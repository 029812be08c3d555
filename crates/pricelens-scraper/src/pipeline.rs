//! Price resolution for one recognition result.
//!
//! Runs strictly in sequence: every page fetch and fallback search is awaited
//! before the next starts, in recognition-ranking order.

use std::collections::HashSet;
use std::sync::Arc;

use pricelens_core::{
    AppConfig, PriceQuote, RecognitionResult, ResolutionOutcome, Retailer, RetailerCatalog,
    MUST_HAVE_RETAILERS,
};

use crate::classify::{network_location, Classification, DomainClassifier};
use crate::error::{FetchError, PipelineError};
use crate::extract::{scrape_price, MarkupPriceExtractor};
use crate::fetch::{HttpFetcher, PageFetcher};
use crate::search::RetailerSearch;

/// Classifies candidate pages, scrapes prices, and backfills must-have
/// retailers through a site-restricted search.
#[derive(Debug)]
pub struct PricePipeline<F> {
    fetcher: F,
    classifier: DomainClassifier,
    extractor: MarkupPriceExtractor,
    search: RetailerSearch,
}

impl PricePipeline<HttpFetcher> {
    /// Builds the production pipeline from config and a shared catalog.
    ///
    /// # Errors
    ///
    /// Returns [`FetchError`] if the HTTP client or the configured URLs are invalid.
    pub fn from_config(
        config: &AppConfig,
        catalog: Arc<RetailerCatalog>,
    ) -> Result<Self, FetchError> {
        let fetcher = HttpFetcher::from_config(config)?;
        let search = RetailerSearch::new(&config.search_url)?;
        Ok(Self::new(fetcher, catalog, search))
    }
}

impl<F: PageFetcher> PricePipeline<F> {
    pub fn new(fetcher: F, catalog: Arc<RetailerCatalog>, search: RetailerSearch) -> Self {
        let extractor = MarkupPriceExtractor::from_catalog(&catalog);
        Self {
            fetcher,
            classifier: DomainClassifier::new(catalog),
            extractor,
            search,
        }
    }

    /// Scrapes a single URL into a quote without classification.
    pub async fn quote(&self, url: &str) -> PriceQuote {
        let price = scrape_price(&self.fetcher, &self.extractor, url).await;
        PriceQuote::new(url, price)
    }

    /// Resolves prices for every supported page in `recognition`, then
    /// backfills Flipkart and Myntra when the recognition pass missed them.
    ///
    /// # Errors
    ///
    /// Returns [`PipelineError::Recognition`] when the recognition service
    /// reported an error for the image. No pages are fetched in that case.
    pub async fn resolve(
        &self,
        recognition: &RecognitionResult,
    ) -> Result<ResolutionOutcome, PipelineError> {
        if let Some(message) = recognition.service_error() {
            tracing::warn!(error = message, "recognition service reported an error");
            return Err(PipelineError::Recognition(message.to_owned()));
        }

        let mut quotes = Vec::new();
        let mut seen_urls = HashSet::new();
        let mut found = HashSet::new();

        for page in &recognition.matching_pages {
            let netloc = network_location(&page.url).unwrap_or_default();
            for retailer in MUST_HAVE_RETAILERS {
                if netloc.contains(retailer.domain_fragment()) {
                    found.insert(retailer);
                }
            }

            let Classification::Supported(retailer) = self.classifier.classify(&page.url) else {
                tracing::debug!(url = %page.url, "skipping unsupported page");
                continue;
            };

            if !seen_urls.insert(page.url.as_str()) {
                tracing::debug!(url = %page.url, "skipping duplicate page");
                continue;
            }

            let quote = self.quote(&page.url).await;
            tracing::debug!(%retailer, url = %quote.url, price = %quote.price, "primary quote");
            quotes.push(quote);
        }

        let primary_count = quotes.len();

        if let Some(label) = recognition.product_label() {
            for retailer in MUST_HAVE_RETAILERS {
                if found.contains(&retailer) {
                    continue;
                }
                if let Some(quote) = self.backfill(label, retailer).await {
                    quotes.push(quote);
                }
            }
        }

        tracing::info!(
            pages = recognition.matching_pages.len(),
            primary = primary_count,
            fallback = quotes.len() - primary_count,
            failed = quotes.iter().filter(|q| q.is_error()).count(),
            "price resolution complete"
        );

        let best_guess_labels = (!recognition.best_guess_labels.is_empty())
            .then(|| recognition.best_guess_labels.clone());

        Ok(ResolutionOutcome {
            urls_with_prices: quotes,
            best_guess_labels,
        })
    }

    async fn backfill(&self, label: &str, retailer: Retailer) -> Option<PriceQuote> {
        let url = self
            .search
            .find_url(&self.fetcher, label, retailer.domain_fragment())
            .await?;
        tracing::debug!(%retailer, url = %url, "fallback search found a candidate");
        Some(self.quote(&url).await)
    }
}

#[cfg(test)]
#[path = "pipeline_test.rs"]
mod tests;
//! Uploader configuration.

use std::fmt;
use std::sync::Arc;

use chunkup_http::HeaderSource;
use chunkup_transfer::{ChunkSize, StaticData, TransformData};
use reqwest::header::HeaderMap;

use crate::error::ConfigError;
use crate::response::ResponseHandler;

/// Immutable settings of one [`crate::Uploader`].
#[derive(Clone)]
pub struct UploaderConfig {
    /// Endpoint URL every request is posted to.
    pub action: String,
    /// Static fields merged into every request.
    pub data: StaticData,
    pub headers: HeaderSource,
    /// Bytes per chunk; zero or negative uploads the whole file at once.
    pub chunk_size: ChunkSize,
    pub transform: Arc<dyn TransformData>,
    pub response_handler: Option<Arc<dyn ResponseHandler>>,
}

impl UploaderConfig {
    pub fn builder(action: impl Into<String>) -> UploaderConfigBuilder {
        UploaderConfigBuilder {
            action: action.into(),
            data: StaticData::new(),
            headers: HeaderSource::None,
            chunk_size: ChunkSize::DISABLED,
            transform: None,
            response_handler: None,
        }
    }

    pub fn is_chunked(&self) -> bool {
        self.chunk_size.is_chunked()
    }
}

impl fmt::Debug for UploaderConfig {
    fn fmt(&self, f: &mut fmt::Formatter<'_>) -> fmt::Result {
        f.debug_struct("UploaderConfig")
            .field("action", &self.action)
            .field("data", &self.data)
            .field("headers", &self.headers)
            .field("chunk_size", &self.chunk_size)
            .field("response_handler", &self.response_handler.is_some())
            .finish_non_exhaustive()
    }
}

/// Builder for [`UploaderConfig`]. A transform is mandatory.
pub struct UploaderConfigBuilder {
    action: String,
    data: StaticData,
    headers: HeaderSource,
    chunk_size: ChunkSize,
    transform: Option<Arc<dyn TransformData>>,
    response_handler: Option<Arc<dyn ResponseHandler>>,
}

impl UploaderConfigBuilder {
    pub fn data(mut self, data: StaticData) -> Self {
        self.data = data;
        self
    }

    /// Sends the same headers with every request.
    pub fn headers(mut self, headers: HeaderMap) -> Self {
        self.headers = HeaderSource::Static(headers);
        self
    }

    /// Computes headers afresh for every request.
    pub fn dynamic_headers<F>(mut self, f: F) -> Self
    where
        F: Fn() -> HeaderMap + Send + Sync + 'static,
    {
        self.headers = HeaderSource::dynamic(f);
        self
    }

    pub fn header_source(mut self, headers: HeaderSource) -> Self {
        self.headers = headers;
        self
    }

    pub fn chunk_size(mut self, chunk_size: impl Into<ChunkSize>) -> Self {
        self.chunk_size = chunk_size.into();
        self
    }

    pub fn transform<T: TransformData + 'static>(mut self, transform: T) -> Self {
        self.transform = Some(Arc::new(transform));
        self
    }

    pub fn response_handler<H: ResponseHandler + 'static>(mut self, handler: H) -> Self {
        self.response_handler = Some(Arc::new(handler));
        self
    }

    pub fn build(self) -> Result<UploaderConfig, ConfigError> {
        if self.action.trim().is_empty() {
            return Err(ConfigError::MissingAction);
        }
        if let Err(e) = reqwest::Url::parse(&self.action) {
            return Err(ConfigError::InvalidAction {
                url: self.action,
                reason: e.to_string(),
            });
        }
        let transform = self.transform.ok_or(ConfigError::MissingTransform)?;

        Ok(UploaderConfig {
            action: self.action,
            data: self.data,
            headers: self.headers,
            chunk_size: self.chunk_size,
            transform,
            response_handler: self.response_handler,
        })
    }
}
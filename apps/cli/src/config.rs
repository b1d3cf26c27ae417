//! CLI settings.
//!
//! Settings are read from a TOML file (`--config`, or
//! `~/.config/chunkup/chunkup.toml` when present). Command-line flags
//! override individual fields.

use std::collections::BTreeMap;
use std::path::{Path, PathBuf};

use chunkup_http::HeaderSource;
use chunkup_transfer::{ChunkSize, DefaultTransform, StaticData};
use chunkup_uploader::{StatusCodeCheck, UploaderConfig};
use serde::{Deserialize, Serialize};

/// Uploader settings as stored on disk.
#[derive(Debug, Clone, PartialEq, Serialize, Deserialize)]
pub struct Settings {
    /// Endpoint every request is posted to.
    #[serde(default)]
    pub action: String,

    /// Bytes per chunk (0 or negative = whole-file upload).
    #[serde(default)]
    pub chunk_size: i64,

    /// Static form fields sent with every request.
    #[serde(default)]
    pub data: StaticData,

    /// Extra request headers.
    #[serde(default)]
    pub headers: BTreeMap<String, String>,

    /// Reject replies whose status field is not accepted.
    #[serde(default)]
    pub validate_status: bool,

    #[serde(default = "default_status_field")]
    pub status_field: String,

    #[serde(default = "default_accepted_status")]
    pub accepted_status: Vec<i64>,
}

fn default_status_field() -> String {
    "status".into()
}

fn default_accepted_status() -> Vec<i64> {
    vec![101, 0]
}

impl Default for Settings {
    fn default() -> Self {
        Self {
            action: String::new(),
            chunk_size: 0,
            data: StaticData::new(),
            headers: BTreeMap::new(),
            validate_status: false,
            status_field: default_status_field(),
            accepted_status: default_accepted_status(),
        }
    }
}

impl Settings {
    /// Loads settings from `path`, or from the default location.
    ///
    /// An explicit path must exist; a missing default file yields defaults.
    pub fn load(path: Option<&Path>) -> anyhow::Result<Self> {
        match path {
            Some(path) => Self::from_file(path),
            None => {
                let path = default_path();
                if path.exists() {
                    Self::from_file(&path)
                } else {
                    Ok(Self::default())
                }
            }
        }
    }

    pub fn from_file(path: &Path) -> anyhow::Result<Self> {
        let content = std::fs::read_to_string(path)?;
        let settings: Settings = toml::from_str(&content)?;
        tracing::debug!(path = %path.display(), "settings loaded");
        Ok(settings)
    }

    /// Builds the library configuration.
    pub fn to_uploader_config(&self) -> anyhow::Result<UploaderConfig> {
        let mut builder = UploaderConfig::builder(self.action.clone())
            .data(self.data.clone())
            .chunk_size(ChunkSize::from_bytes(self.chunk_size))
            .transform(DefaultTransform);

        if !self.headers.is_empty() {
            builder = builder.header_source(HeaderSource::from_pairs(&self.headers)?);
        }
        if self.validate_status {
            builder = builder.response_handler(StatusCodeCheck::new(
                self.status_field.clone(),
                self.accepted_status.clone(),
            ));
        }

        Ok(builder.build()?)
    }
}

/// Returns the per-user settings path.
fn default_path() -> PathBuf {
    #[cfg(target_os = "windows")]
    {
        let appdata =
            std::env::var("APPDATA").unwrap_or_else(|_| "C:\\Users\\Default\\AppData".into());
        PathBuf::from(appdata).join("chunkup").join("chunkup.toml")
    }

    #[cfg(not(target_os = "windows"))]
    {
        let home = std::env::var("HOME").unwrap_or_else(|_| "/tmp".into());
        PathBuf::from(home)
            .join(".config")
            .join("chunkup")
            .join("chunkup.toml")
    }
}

...

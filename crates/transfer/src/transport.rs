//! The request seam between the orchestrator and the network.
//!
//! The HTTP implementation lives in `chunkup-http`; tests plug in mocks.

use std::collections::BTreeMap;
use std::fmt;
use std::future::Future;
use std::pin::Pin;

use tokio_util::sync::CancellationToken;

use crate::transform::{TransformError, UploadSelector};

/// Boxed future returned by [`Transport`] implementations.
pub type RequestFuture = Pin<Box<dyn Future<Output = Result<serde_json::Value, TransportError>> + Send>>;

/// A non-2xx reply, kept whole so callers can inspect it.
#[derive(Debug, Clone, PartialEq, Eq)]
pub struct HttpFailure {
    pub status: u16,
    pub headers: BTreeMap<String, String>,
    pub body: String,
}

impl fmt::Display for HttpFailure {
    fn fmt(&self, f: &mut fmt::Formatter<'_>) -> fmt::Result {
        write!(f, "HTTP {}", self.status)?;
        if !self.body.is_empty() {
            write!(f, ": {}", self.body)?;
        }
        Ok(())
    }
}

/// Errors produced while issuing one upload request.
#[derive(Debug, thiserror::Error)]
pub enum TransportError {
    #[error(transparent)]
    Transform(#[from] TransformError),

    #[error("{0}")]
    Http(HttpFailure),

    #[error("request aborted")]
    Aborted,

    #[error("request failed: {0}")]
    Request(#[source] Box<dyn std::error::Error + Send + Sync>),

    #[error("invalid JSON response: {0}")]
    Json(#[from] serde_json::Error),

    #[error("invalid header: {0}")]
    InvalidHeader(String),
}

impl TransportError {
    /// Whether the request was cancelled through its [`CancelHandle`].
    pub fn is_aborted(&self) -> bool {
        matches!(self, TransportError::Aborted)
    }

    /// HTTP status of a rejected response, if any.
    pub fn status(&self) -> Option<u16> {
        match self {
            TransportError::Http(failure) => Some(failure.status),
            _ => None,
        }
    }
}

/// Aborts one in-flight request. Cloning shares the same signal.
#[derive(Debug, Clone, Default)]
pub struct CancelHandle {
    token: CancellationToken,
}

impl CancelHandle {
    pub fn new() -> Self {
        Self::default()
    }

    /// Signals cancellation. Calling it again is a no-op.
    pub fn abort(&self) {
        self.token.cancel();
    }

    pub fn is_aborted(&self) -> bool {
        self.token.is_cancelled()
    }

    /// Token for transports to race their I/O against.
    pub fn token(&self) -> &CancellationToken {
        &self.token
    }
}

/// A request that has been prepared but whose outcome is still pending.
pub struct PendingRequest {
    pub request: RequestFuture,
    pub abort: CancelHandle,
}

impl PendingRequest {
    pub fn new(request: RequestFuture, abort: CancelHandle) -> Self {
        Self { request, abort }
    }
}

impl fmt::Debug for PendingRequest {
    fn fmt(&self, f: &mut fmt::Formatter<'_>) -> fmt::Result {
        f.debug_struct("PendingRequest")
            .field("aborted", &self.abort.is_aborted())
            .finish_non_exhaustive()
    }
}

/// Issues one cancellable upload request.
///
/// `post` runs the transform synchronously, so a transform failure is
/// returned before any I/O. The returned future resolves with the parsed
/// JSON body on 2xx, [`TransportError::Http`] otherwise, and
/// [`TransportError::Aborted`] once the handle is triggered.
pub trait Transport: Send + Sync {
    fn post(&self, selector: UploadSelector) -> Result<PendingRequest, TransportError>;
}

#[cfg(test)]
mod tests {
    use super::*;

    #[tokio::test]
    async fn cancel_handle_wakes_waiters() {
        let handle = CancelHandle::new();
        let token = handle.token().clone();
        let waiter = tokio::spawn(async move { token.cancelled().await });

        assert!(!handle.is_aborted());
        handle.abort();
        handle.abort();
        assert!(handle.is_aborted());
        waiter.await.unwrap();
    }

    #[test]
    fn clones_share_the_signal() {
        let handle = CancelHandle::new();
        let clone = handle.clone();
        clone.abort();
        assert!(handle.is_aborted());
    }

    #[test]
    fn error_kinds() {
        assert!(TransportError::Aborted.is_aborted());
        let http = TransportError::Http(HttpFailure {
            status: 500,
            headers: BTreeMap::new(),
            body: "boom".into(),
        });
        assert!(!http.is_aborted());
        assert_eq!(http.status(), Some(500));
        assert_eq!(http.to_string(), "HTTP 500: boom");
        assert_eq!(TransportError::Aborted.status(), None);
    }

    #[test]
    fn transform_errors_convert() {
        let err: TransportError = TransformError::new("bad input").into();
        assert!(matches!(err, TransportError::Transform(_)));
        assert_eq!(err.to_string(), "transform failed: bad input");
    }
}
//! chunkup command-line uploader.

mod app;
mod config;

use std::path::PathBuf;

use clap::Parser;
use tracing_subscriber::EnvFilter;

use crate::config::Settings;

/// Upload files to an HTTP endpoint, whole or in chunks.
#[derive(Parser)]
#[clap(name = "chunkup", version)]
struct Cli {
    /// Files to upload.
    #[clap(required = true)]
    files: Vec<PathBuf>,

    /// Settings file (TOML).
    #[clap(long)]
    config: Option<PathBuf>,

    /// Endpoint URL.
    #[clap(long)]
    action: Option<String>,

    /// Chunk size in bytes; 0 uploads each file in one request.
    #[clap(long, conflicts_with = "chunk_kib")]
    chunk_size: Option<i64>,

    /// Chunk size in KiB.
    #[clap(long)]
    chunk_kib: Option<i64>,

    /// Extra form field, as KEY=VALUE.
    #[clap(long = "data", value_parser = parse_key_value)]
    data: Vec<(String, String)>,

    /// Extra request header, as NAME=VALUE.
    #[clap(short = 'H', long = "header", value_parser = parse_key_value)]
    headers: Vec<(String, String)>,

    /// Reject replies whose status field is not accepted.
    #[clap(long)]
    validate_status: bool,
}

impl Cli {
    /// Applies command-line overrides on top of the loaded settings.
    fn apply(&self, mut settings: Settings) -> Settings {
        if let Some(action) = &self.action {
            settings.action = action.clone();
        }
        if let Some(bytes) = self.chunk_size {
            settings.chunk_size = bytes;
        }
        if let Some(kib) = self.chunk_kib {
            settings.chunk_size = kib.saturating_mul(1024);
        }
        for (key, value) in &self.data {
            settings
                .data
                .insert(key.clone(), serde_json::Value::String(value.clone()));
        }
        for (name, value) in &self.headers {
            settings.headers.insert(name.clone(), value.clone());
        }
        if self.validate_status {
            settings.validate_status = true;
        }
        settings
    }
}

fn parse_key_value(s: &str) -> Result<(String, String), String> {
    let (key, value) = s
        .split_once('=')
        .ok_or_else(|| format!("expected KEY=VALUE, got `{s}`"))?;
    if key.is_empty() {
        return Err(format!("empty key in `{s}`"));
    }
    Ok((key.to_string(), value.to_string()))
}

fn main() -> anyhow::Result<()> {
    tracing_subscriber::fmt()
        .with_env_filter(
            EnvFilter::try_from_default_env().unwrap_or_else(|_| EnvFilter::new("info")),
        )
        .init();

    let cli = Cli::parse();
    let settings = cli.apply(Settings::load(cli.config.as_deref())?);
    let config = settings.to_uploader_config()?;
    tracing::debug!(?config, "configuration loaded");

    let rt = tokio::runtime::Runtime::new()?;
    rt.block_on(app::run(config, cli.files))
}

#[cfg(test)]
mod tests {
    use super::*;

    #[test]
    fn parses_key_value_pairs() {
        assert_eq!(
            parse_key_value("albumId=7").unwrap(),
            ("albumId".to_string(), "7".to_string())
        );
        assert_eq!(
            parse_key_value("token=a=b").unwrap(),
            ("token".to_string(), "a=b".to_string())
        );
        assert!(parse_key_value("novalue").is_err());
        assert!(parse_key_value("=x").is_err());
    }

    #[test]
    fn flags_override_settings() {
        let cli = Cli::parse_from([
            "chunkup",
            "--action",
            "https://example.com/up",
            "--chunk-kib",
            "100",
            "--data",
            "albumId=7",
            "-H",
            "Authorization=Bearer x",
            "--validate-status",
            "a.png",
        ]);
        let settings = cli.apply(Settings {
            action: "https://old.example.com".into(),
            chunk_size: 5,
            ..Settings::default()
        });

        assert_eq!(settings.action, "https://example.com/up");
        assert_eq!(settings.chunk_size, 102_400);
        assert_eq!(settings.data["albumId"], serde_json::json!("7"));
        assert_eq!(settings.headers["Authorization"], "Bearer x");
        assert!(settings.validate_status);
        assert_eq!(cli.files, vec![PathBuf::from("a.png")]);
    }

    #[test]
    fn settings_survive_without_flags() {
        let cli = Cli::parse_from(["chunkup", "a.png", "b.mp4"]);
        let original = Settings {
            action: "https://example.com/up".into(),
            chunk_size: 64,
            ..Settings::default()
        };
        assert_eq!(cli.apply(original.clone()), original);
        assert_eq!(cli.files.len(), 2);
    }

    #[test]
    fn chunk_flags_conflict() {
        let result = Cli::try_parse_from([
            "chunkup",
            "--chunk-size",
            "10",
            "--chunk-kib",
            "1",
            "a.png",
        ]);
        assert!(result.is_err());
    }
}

* * *

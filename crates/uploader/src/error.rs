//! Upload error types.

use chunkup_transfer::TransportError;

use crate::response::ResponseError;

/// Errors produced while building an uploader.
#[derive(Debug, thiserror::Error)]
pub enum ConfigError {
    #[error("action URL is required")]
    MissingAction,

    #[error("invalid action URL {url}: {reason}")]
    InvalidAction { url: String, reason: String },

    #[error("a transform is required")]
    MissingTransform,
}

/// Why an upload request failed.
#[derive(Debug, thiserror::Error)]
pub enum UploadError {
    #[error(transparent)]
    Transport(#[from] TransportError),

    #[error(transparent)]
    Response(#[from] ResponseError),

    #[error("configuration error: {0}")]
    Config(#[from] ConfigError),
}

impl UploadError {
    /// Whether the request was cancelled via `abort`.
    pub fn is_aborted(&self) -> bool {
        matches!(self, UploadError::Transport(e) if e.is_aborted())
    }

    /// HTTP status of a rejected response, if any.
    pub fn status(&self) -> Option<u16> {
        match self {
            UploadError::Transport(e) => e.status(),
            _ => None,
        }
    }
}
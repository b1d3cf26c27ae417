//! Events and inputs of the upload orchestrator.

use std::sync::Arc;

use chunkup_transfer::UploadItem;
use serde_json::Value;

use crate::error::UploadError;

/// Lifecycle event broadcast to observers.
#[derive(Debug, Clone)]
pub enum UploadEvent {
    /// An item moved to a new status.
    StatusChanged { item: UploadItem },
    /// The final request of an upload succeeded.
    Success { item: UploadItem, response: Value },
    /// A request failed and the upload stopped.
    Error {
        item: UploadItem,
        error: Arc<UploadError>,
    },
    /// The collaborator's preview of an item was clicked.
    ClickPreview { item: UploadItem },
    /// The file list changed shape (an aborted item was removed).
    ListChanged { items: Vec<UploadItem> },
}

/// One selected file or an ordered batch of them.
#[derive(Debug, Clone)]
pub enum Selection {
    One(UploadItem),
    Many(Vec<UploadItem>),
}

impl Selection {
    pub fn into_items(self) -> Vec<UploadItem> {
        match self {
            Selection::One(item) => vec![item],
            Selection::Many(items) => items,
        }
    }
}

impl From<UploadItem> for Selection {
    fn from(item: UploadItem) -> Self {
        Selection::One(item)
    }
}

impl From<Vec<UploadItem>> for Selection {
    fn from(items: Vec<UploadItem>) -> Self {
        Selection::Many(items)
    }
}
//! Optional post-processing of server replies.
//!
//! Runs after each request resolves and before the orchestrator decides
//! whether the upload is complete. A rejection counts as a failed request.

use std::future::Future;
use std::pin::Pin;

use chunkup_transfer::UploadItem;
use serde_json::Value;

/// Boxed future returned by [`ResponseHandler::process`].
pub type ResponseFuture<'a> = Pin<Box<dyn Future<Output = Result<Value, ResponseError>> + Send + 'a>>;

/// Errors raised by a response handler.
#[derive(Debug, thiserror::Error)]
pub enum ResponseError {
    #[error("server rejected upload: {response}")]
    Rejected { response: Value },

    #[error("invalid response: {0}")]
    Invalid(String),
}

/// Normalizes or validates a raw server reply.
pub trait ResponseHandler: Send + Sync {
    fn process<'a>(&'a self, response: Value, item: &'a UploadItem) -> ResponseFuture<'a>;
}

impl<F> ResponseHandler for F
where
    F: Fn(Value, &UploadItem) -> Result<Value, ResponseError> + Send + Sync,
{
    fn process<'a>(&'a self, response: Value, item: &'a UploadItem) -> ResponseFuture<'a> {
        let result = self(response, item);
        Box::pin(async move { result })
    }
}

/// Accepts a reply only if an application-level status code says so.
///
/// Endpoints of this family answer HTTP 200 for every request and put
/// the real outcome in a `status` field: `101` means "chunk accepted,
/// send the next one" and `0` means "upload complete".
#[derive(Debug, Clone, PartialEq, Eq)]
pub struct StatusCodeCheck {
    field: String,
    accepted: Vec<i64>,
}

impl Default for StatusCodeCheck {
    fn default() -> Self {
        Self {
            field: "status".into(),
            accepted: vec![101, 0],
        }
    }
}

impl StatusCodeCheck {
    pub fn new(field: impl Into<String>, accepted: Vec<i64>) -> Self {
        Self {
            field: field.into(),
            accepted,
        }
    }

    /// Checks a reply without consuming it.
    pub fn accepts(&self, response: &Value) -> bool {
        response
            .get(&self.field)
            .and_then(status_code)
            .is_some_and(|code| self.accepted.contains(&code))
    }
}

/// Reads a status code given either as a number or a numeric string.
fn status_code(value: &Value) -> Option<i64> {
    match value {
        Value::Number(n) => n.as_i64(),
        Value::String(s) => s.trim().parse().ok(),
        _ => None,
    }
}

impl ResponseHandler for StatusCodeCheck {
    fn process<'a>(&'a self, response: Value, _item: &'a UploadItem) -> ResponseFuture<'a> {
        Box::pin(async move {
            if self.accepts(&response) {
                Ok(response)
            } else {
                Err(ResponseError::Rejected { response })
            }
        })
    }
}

:: EXERCISE REQUIREMENTS ::
Among the records above, find each line containing the string "RecognitionResult" and copy it.

:: WRITTEN REPLY ::
    AppConfig, PriceQuote, RecognitionResult, ResolutionOutcome, Retailer, RetailerCatalog,
        recognition: &RecognitionResult,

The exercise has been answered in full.